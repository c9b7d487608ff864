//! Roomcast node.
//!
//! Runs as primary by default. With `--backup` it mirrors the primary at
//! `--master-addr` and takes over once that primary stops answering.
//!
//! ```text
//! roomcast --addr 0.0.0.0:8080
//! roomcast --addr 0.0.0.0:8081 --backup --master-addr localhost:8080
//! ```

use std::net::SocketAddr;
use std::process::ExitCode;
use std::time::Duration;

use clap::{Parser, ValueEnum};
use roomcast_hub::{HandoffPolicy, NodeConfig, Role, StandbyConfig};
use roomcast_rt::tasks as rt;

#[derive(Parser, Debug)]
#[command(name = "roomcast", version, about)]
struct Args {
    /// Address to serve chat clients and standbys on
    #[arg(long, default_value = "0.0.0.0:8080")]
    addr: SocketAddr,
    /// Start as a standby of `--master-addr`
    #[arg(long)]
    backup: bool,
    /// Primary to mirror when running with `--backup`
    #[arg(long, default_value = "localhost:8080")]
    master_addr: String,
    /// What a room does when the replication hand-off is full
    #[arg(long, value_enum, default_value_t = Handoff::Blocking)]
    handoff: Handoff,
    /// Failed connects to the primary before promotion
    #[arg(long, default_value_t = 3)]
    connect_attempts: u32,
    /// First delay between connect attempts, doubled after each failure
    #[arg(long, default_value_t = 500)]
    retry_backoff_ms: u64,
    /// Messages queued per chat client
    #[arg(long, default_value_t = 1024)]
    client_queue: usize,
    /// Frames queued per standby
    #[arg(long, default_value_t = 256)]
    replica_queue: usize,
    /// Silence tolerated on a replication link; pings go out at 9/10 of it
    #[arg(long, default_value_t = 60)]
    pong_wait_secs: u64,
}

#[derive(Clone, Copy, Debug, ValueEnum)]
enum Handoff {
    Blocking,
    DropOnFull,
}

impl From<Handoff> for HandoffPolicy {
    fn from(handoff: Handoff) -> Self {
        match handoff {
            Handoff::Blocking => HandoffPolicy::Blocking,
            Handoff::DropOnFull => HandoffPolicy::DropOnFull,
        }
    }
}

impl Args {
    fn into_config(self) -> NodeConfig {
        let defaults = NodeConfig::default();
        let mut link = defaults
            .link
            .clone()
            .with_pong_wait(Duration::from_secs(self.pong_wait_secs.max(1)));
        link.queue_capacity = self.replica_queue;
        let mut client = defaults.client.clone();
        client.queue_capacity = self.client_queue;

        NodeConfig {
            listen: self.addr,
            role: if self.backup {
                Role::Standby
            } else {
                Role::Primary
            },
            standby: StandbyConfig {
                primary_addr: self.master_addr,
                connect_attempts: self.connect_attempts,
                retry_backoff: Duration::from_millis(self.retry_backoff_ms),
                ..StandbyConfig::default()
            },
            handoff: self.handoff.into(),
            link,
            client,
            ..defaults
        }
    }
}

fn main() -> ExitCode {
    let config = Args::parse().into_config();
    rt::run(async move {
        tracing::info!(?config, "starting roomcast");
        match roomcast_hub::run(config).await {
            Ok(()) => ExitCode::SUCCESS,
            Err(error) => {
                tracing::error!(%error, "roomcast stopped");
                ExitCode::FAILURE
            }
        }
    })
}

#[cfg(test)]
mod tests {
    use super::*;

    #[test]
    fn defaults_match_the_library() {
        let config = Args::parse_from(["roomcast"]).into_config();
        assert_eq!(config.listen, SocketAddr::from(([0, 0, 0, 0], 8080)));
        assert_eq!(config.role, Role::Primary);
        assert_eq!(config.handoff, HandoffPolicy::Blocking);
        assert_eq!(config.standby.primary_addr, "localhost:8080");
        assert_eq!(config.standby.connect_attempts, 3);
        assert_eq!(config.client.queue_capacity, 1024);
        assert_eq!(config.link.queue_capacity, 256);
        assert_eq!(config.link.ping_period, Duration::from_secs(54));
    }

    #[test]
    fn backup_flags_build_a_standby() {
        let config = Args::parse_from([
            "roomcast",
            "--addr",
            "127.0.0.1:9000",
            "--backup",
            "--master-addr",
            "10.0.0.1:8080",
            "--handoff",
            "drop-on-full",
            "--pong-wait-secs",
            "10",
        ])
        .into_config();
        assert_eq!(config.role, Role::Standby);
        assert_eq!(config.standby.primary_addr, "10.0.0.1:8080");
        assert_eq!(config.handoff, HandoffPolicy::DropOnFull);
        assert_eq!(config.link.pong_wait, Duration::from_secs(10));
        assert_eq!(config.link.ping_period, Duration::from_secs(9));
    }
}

---

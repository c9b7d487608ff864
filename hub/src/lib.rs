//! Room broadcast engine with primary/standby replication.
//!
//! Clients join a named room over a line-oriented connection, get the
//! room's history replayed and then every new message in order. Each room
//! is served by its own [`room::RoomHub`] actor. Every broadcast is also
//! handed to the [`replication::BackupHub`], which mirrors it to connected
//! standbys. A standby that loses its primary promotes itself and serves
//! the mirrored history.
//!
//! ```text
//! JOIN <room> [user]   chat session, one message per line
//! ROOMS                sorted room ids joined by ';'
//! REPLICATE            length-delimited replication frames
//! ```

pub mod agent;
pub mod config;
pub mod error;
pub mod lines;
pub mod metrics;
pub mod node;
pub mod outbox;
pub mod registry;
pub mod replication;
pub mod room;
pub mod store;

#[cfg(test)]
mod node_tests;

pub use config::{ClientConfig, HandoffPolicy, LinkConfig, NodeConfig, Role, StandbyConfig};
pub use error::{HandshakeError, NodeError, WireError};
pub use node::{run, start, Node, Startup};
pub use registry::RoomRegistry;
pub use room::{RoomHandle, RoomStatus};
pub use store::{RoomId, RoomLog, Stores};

- **Your objective**
Go through the data and show each line that holds "queued".

- **Exercise output**
    /// Messages queued per chat client
    /// Frames queued per standby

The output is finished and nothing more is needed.